Geochemistry: Exploration, Environment, Analysis; August 2007; v. 7; no. 3;
p. 207-223; DOI: 10.1144/1467-7873/07-136
© 2007 Geological Society of London
Environmental geochemistry at Red Mountain, an unmined volcanogenic massive sulphide deposit in the Bonnifield district,Alaska Range, east-central Alaska
Robert G. Eppinger1,
Paul H. Briggs1,
Cynthia Dusel-Bacon2,
Stuart A. Giles1,
Larry P. Gough3,
Jane M. Hammarstrom3 and
Bernard E. Hubbard3
1 US Geological Survey, Denver Federal Center, PO Box 25046, MS 973, Denver, Colorado 80225, USA (e-mail: eppinger@usgs.gov, sgiles@usgs.gov)
2 US Geological Survey, 345 Middlefield Road, Menlo Park, California 94025, USA (e-mail: cdusel@usgs.gov)
3 US Geological Survey, National Center, MS 954, Reston, Virginia 20192, USA (e-mail: lgough@usgs.gov, jhammars@usgs.gov, bhubbard@usgs.gov)
The unmined, pyrite-rich Red Mountain (Dry Creek) deposit displays a remarkable environmental footprint of natural acid generation, high metal and exceedingly high rare earth element (REE) concentrations in surface waters.
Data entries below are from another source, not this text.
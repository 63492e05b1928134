//! Passive decoder for IO-Link (SDCI) master/device traffic.
//!
//! Two sans-io stages turn a capture of the C/Q line into protocol level
//! transactions:
//!
//! 1. [`OctetStreamDecoder`] frames timestamped octets into
//!    [`MasterMessage`]s and [`DeviceMessage`]s, using the configured
//!    M-sequence payload lengths and the inter-octet timing of the bit rate.
//! 2. [`MessageInterpreter`] dispatches the frames to the handler of their
//!    communication channel (process data, parameter page, diagnosis, ISDU)
//!    and emits a [`Transaction`] whenever a protocol service completes.
//!
//! Neither stage does any I/O, you feed them and they hand back results.
//!
//! ```
//! use chrono::{Duration, TimeZone, Utc};
//! use iolink_proto::{BitRate, DecoderSettings, MessageInterpreter, OctetStreamDecoder, Transaction};
//!
//! let mut decoder = OctetStreamDecoder::new(DecoderSettings {
//!     bit_rate: BitRate::Com2,
//!     ..Default::default()
//! })?;
//! let mut interpreter = MessageInterpreter::new();
//!
//! let t0 = Utc.with_ymd_and_hms(2050, 1, 1, 0, 0, 0).unwrap();
//! let at = |micros| t0 + Duration::microseconds(micros);
//! // startup page read of index 2, answered with 0x49
//! let capture = [(162, 0, 286), (0, 290, 576), (73, 700, 986), (6, 990, 1276)];
//!
//! let mut transactions = Vec::new();
//! for (octet, start, end) in capture {
//!     if let Some(message) = decoder.process_octet(octet, at(start), at(end))? {
//!         transactions.extend(interpreter.process_message(&message)?);
//!     }
//! }
//! match transactions.as_slice() {
//!     [Transaction::Page(page)] => assert_eq!((page.index, page.value), (2, 0x49)),
//!     other => panic!("{other:?}"),
//! }
//! # Ok::<(), iolink_proto::Error>(())
//! ```

mod buffer;
pub mod channel;
mod error;
pub mod event_memory;
mod flow_control;
mod interpreter;
pub mod isdu;
mod isdu_error;
mod message;
mod nom_parser;
pub mod settings;
mod stream_decoder;
pub mod transaction;
pub mod types;

pub use error::Error;
pub use flow_control::FlowControl;
pub use interpreter::MessageInterpreter;
pub use isdu_error::IsduError;
pub use message::{frame_checksum, DeviceMessage, MasterMessage, Message, Payload};
pub use nom_parser::{Addressing, ParameterAddress};
pub use settings::{BitRate, DecoderSettings, MSeqPayloadLength, TimingConstraints};
pub use stream_decoder::{DecodingState, OctetStreamDecoder};
pub use transaction::Transaction;

/// Capture time of an octet edge.
pub type Timestamp = chrono::DateTime<chrono::Utc>;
The volcanogenic massive sulphide deposit exhibits well-constrained examples of acid-generating, metal-leaching, metal-precipitation and self-mitigation (via co-precipitation, dilution and neutralization) processes that occur in an undisturbed natural setting, a rare occurrence in North America. Oxidative dissolution of pyrite and associated secondary reactions under near-surface oxidizing conditions are the primary causes for the acid generation and metal leaching. The deposit is hosted in Devonian to Mississippian felsic metavolcanic rocks of the Mystic Creek Member of the Totatlanika Schist.
Water samples with the lowest pH (many below 3.5), highest specific conductance (commonly >2500 µS/cm) and highest major- and trace-element concentrations are from springs and streams within the quartz–sericite–pyrite alteration zone. Aluminum, Cd, Co, Cu, Fe, Mn, Ni, Pb, Y, Zn and, particularly, the REEs are found in high concentrations, ranging across four orders of magnitude. Waters collected upstream from the alteration zone have near-neutral pH, lower specific conductance (370 to 830 µS/cm), lower metal concentrations and measurable alkalinities. Water samples collected downstream of the alteration zone have pH and metal concentrations intermediate between these two extremes. Stream sediments are anomalous in Zn, Pb, S, Fe, Cu, As, Co, Sb and Cd relative to local and regional background abundances. Red Mountain Creek and its tributaries do not, and probably never have, supported significant aquatic life.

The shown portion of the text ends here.